D’une part, la cheffe d’établissement a prononcé la sanction litigieuse au motif que la fille des requérants a utilisé son téléphone portable dans les vestiaires du gymnase municipal dans lequel les élèves venaient de suivre leur cours d’éducation physique et sportive, le vendredi 13 octobre 2023 vers 17 heures. Si les requérants font valoir que leur fille dément formellement avoir utilisé son téléphone à cette occasion, ces faits sont corroborés par les témoignages écrits de plusieurs élèves et versés au dossier, selon lesquels des captations d’images ont été réalisées à cette occasion par l’intéressée et une autre élève. Ils sont également confirmés par le témoignage de la professeure d’éducation physique et sportive qui indique en avoir, a posteriori, reçu confirmation par B... elle-même.
D’autre part, si les requérants soutiennent que l’usage qui aurait été fait du téléphone, s’il était vérifié, aurait eu lieu après le cours et en-dehors de l’enceinte du collège, il est constant que le changement de tenue à l’issue d’un cours de sport est un moment contributif de ce même cours. En vertu des dispositions précitées de l’article L. 511-5 du code de l’éducation, l’interdiction d’usage d’un téléphone portable étant applicable « pendant toute activité liée à l'enseignement qui se déroule à l'extérieur de leur enceinte », le rattachement ou non de ce vestiaire à l’enceinte de l’établissement est sans incidence sur l’interdiction d’utiliser un téléphone portable.
Il résulte de ce qui a été énoncé aux deux points précédents que le moyen tiré de l’absence de matérialité des faits doit être écarté.
Enfin, aux termes de l’article L. 511-1 du code de l’éducation : « Les obligations des élèves consistent dans l'accomplissement des tâches inhérentes à leurs études ; elles incluent l'assiduité et le respect des règles de fonctionnement et de la vie collective des établissements ». Aux termes de l’article R. 511-13 du même code : « I.- Dans les collèges et lycées relevant du ministre chargé de l'éducation, les sanctions qui peuvent être prononcées à l'encontre des élèves sont les suivantes : 1° L'avertissement ; 2° Le blâme ; 3° La mesure de responsabilisation ; 4° L'exclusion temporaire de la classe. Pendant l'accomplissement de la sanction, l'élève est accueilli dans l'établissement. La durée de cette exclusion ne peut excéder huit jours ; 5° L'exclusion temporaire de l'établissement ou de l'un de ses services annexes. La durée de cette exclusion ne peut excéder huit jours ; 6° L'exclusion définitive de l'établissement ou de l'un de ses services annexes. (…) Le règlement intérieur reproduit l'échelle des sanctions (…) ».
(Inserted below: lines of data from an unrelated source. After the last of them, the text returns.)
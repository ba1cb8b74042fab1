use serde::{Deserialize, Serialize};

/// Where the leader is in producing the current block.
#[derive(Clone, Copy, Debug, Default, PartialEq, Eq, Serialize, Deserialize)]
#[serde(from = "u8", into = "u8")]
pub enum BuildStep {
    #[default]
    BuildBlock,
    FinalizeBlock,
    /// A step value written by something other than this node.
    Unrecognized(u8),
}

impl From<u8> for BuildStep {
    fn from(value: u8) -> Self {
        match value {
            0 => Self::BuildBlock,
            1 => Self::FinalizeBlock,
            other => Self::Unrecognized(other),
        }
    }
}

impl From<BuildStep> for u8 {
    fn from(step: BuildStep) -> Self {
        match step {
            BuildStep::BuildBlock => 0,
            BuildStep::FinalizeBlock => 1,
            BuildStep::Unrecognized(other) => other,
        }
    }
}

impl std::fmt::Display for BuildStep {
    fn fmt(&self, f: &mut std::fmt::Formatter<'_>) -> std::fmt::Result {
        match self {
            Self::BuildBlock => f.write_str("build_block"),
            Self::FinalizeBlock => f.write_str("finalize_block"),
            Self::Unrecognized(other) => write!(f, "unrecognized({other})"),
        }
    }
}

/// The leader's durable progress record.
///
/// `payload_id` and `encoded_payload` are only populated while `step` is
/// [`BuildStep::FinalizeBlock`].
#[derive(Clone, Debug, Default, PartialEq, Eq, Serialize, Deserialize)]
pub struct BuildState {
    #[serde(rename = "current_step")]
    pub step: BuildStep,
    pub payload_id: String,
    #[serde(rename = "execution_payload")]
    pub encoded_payload: String,
}

impl BuildState {
    /// The initial state, also what a reset goes back to.
    pub fn build_block() -> Self {
        Self::default()
    }

    pub fn finalize_block(payload_id: impl Into<String>, encoded_payload: impl Into<String>) -> Self {
        Self {
            step: BuildStep::FinalizeBlock,
            payload_id: payload_id.into(),
            encoded_payload: encoded_payload.into(),
        }
    }

    /// True if a built block was handed off but not yet confirmed as applied.
    pub fn has_pending_payload(&self) -> bool {
        self.step == BuildStep::FinalizeBlock && !self.encoded_payload.is_empty()
    }

    pub fn to_record(&self) -> Result<Vec<u8>, rmp_serde::encode::Error> {
        rmp_serde::to_vec_named(self)
    }

    pub fn from_record(bytes: &[u8]) -> Result<Self, rmp_serde::decode::Error> {
        rmp_serde::from_slice(bytes)
    }
}

#[cfg(test)]
mod tests {
    use super::{BuildState, BuildStep};

    #[test]
    fn record_keeps_step_and_payload() {
        let state = BuildState::finalize_block("0x0000000000000001", "AAEC");
        let decoded = BuildState::from_record(&state.to_record().unwrap()).unwrap();
        assert_eq!(decoded, state);
        assert!(decoded.has_pending_payload());
    }

    #[test]
    fn unknown_step_values_survive_decoding() {
        #[derive(serde::Serialize)]
        struct Foreign<'a> {
            current_step: u8,
            payload_id: &'a str,
            execution_payload: &'a str,
        }
        let bytes = rmp_serde::to_vec_named(&Foreign {
            current_step: 7,
            payload_id: "",
            execution_payload: "",
        })
        .unwrap();

        let state = BuildState::from_record(&bytes).unwrap();
        assert_eq!(state.step, BuildStep::Unrecognized(7));
        assert!(!state.has_pending_payload());
    }

    #[test]
    fn fresh_state_builds() {
        let state = BuildState::build_block();
        assert_eq!(state.step, BuildStep::BuildBlock);
        assert!(state.payload_id.is_empty());
        assert!(state.encoded_payload.is_empty());
    }
}
//! Data access layer for campus locations, restaurants, and reviews.
//!
//! Every operation borrows a [`rusqlite::Connection`] checked out by the
//! caller, so the same functions serve request handlers (one pooled
//! connection per request) and tests (a bare in-memory connection).
//!
//! # Record shapes
//!
//! | Record | Fields |
//! |--------|--------|
//! | [`Location`] | `id`, `name` |
//! | [`Restaurant`] | `id`, `description`, `cuisine`, `address`, `image`, `rating`, `location_id`, `reviews` |
//! | [`Review`] | `id`, `date_created`, `service`, `decor`, `food`, `description`, `restaurant_id` |
//!
//! Restaurants are always returned with their reviews embedded. Deleting a
//! restaurant removes its reviews through the `ON DELETE CASCADE` foreign key.

mod error;
mod location;
mod restaurant;
mod review;

pub use error::DiningError;
pub use location::{get_location, list_locations, Location};
pub use restaurant::{
    create_restaurant, delete_restaurant, get_restaurant, list_restaurants_for_location,
    CreateRestaurantParams, Restaurant, DEFAULT_RATING,
};
pub use review::{create_review, list_reviews, CreateReviewParams, Review};
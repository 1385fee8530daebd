//! Shared API plumbing: error mapping and blocking database access.

use axum::{
    extract::Json,
    http::StatusCode,
    response::{IntoResponse, Response},
};
use campus_db::DbPool;
use campus_dining::DiningError;
use rusqlite::Connection;
use thiserror::Error;

/// API error type mapping to HTTP status codes.
#[derive(Debug, Error)]
pub enum ApiError {
    #[error("invalid input: {0}")]
    BadRequest(String),
    #[error("not found: {0}")]
    NotFound(String),
    #[error("internal server error: {0}")]
    InternalServerError(String),
}

impl IntoResponse for ApiError {
    fn into_response(self) -> Response {
        let (status, message) = match self {
            ApiError::BadRequest(msg) => (StatusCode::BAD_REQUEST, msg),
            ApiError::NotFound(msg) => (StatusCode::NOT_FOUND, msg),
            ApiError::InternalServerError(msg) => (StatusCode::INTERNAL_SERVER_ERROR, msg),
        };

        let body = Json(serde_json::json!({
            "error": message
        }));

        (status, body).into_response()
    }
}

/// `RestaurantNotFound` → 404, everything else → 500 (with error logged).
impl From<DiningError> for ApiError {
    fn from(e: DiningError) -> Self {
        match e {
            DiningError::RestaurantNotFound(id) => {
                ApiError::NotFound(format!("restaurant {} doesn't exist", id))
            }
            DiningError::Database(err) => {
                tracing::error!(error = %err, "dining database operation failed");
                ApiError::InternalServerError(format!("db query failed: {}", err))
            }
        }
    }
}

/// Returns true if the error is a SQLite constraint violation (e.g. a
/// foreign key that no longer resolves).
pub(crate) fn is_constraint_violation(e: &DiningError) -> bool {
    matches!(
        e,
        DiningError::Database(rusqlite::Error::SqliteFailure(code, _))
            if code.code == rusqlite::ffi::ErrorCode::ConstraintViolation
    )
}

/// Runs `f` on the blocking thread pool with a connection checked out from
/// `pool`.
///
/// `op` names the operation in log output.
pub(crate) async fn with_conn<T, F>(pool: &DbPool, op: &'static str, f: F) -> Result<T, ApiError>
where
    T: Send + 'static,
    F: FnOnce(&Connection) -> Result<T, ApiError> + Send + 'static,
{
    let pool = pool.clone();
    tokio::task::spawn_blocking(move || {
        let conn = pool.get().map_err(|e| {
            tracing::error!(error = %e, op, "failed to get db connection");
            ApiError::InternalServerError(format!("db connection failed: {}", e))
        })?;
        f(&*conn)
    })
    .await
    .map_err(|e| {
        tracing::error!(error = %e, op, "task join error");
        ApiError::InternalServerError(format!("task join error: {}", e))
    })?
}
En l’espèce, les faits en cause constituent une violation des obligations fixées aux élèves par le code de l’éducation et le règlement intérieur de son collège. L’avertissement étant la première sanction prévue à l’article R. 511-13 du même code et la moins sévère, les requérants ne sont pas fondés à soutenir que la sanction prononcée est disproportionnée.
Il résulte de tout ce qui précède que les conclusions à fin d’annulation de la requête doivent être rejetées, ainsi que, par voie de conséquence, ses conclusions à fin d’injonction.
D E C I D E :
Article 1er : La requête de M. et Mme C... est rejetée.
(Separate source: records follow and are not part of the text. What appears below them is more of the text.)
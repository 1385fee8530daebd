//! Database layer for the campus dining service.
//!
//! Provides SQLite connection pooling (via `r2d2`), pragma initialization,
//! and embedded SQL migrations. The `location`, `restaurant`, and `review`
//! tables are all created through versioned migrations managed here, and the
//! fixed set of campus locations is seeded by the same mechanism so it is
//! inserted exactly once per database.

mod migrations;
mod pool;

pub use migrations::{run_migrations, MigrationError};
pub use pool::{create_pool, DbPool, DbRuntimeSettings, PoolError};
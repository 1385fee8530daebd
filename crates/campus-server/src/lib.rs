//! Campus dining HTTP server library logic.

pub mod api;
pub mod api_locations;
pub mod api_restaurants;
pub mod config;

use axum::{
    extract::DefaultBodyLimit,
    routing::{get, post},
    Extension, Json, Router,
};
use campus_db::{DbPool, DbRuntimeSettings, MigrationError, PoolError};
use config::{ConfigError, DatabaseConfig};
use serde_json::{json, Value};
use std::net::SocketAddr;
use std::sync::Arc;
use thiserror::Error;
use tower_http::cors::{Any, CorsLayer};
use tower_http::trace::TraceLayer;

/// Application state shared across all request handlers.
#[derive(Clone)]
pub struct AppState {
    /// Database connection pool. Each request checks out its own connection.
    pub pool: DbPool,
}

/// Errors that abort server startup.
#[derive(Debug, Error)]
pub enum StartupError {
    #[error(transparent)]
    Config(#[from] ConfigError),

    #[error(transparent)]
    Pool(#[from] PoolError),

    #[error("failed to get database connection for migrations: {0}")]
    Connection(#[from] r2d2::Error),

    #[error(transparent)]
    Migration(#[from] MigrationError),

    #[error("failed to bind to {addr}: {source}")]
    Bind {
        addr: SocketAddr,
        source: std::io::Error,
    },

    #[error("server error: {0}")]
    Serve(std::io::Error),
}

/// Opens the database pool and applies pending migrations.
///
/// Any failure here is fatal: the server never starts against a database
/// whose tables could not be created.
pub fn init_database(config: &DatabaseConfig) -> Result<DbPool, StartupError> {
    let pool = campus_db::create_pool(
        &config.path,
        DbRuntimeSettings {
            busy_timeout_ms: config.busy_timeout_ms,
            pool_max_size: config.pool_max_size,
        },
    )?;

    let conn = pool.get()?;
    let applied = campus_db::run_migrations(&conn)?;
    if applied > 0 {
        tracing::info!(count = applied, "applied database migrations");
    }

    Ok(pool)
}

/// Maximum request body size (64 KiB).
const MAX_REQUEST_BODY_BYTES: usize = 64 * 1024;

/// Health check handler.
async fn health() -> Json<Value> {
    Json(json!({
        "status": "ok",
        "version": env!("CARGO_PKG_VERSION")
    }))
}

/// Builds the application router with all routes.
pub fn app(state: AppState) -> Router {
    Router::new()
        .route("/health", get(health))
        .route("/locations/", get(api_locations::list_locations_handler))
        .route(
            "/restaurants/",
            post(api_restaurants::create_restaurant_handler),
        )
        // GET takes a location id, DELETE a restaurant id.
        .route(
            "/restaurants/{id}/",
            get(api_locations::list_location_restaurants_handler)
                .delete(api_restaurants::delete_restaurant_handler),
        )
        .route(
            "/restaurant/{restaurantId}/",
            get(api_restaurants::get_restaurant_handler),
        )
        .route(
            "/restaurant/{restaurantId}/reviews/",
            post(api_restaurants::create_review_handler),
        )
        .layer(DefaultBodyLimit::max(MAX_REQUEST_BODY_BYTES))
        .layer(TraceLayer::new_for_http())
        .layer(
            CorsLayer::new()
                .allow_origin(Any)
                .allow_methods(Any)
                .allow_headers(Any),
        )
        .layer(Extension(Arc::new(state)))
}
Article 2 : Le présent jugement sera notifié à M. D... C..., à Mme A... C..., au rectorat de l’académie d’Amiens et à la cheffe d’établissement du collège de Ponthieu.
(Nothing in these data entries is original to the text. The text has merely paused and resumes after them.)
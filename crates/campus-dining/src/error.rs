//! Error types for the data access layer.

/// Errors that can occur during dining data operations.
#[derive(Debug, thiserror::Error)]
pub enum DiningError {
    /// A database operation failed.
    #[error("database error: {0}")]
    Database(#[from] rusqlite::Error),

    /// The referenced restaurant does not exist.
    #[error("restaurant not found: {0}")]
    RestaurantNotFound(i64),
}
//! Location read endpoints.

use crate::api::{with_conn, ApiError};
use crate::AppState;
use axum::extract::{Extension, Json, Path};
use campus_dining::{
    get_location, list_locations, list_restaurants_for_location, Location, Restaurant,
};
use serde::{Deserialize, Serialize};
use std::sync::Arc;

/// Response body for `GET /locations/`.
#[derive(Debug, Serialize, Deserialize)]
pub struct LocationsResponse {
    pub locations: Vec<Location>,
}

/// Response body for `GET /restaurants/{location_id}/`.
#[derive(Debug, Serialize, Deserialize)]
pub struct RestaurantsResponse {
    pub restaurants: Vec<Restaurant>,
}

/// GET /locations/
pub async fn list_locations_handler(
    Extension(state): Extension<Arc<AppState>>,
) -> Result<Json<LocationsResponse>, ApiError> {
    let locations = with_conn(&state.pool, "list_locations", |conn| {
        Ok(list_locations(conn)?)
    })
    .await?;

    Ok(Json(LocationsResponse { locations }))
}

/// GET /restaurants/{location_id}/
///
/// 404 when the location does not exist; an existing location with no
/// restaurants yields an empty list.
pub async fn list_location_restaurants_handler(
    Extension(state): Extension<Arc<AppState>>,
    Path(location_id): Path<i64>,
) -> Result<Json<RestaurantsResponse>, ApiError> {
    let restaurants = with_conn(&state.pool, "list_location_restaurants", move |conn| {
        if get_location(conn, location_id)?.is_none() {
            return Err(ApiError::NotFound(format!(
                "location {} doesn't exist",
                location_id
            )));
        }
        Ok(list_restaurants_for_location(conn, location_id)?)
    })
    .await?;

    Ok(Json(RestaurantsResponse { restaurants }))
}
Délibéré après l'audience du 7 octobre 2025, à laquelle siégeaient :
M. Lebdiri, président,
M. Richard, premier conseiller,
Mme Cousin, première conseillère.
Rendu public par mise à disposition au greffe le 21 octobre 2025.
Le président,
signé
S. Lebdiri
La rapporteure,
signé
C. Cousin
La greffière,
signé
A. Ribière
La République mande et au ministre de l’enseignement supérieur, de la recherche et de l’espace en ce qui le concerne ou à tous commissaires de justice à ce requis en ce qui concerne les voies de droit commun, contre les parties privées, de pourvoir à l'exécution de la présente décision.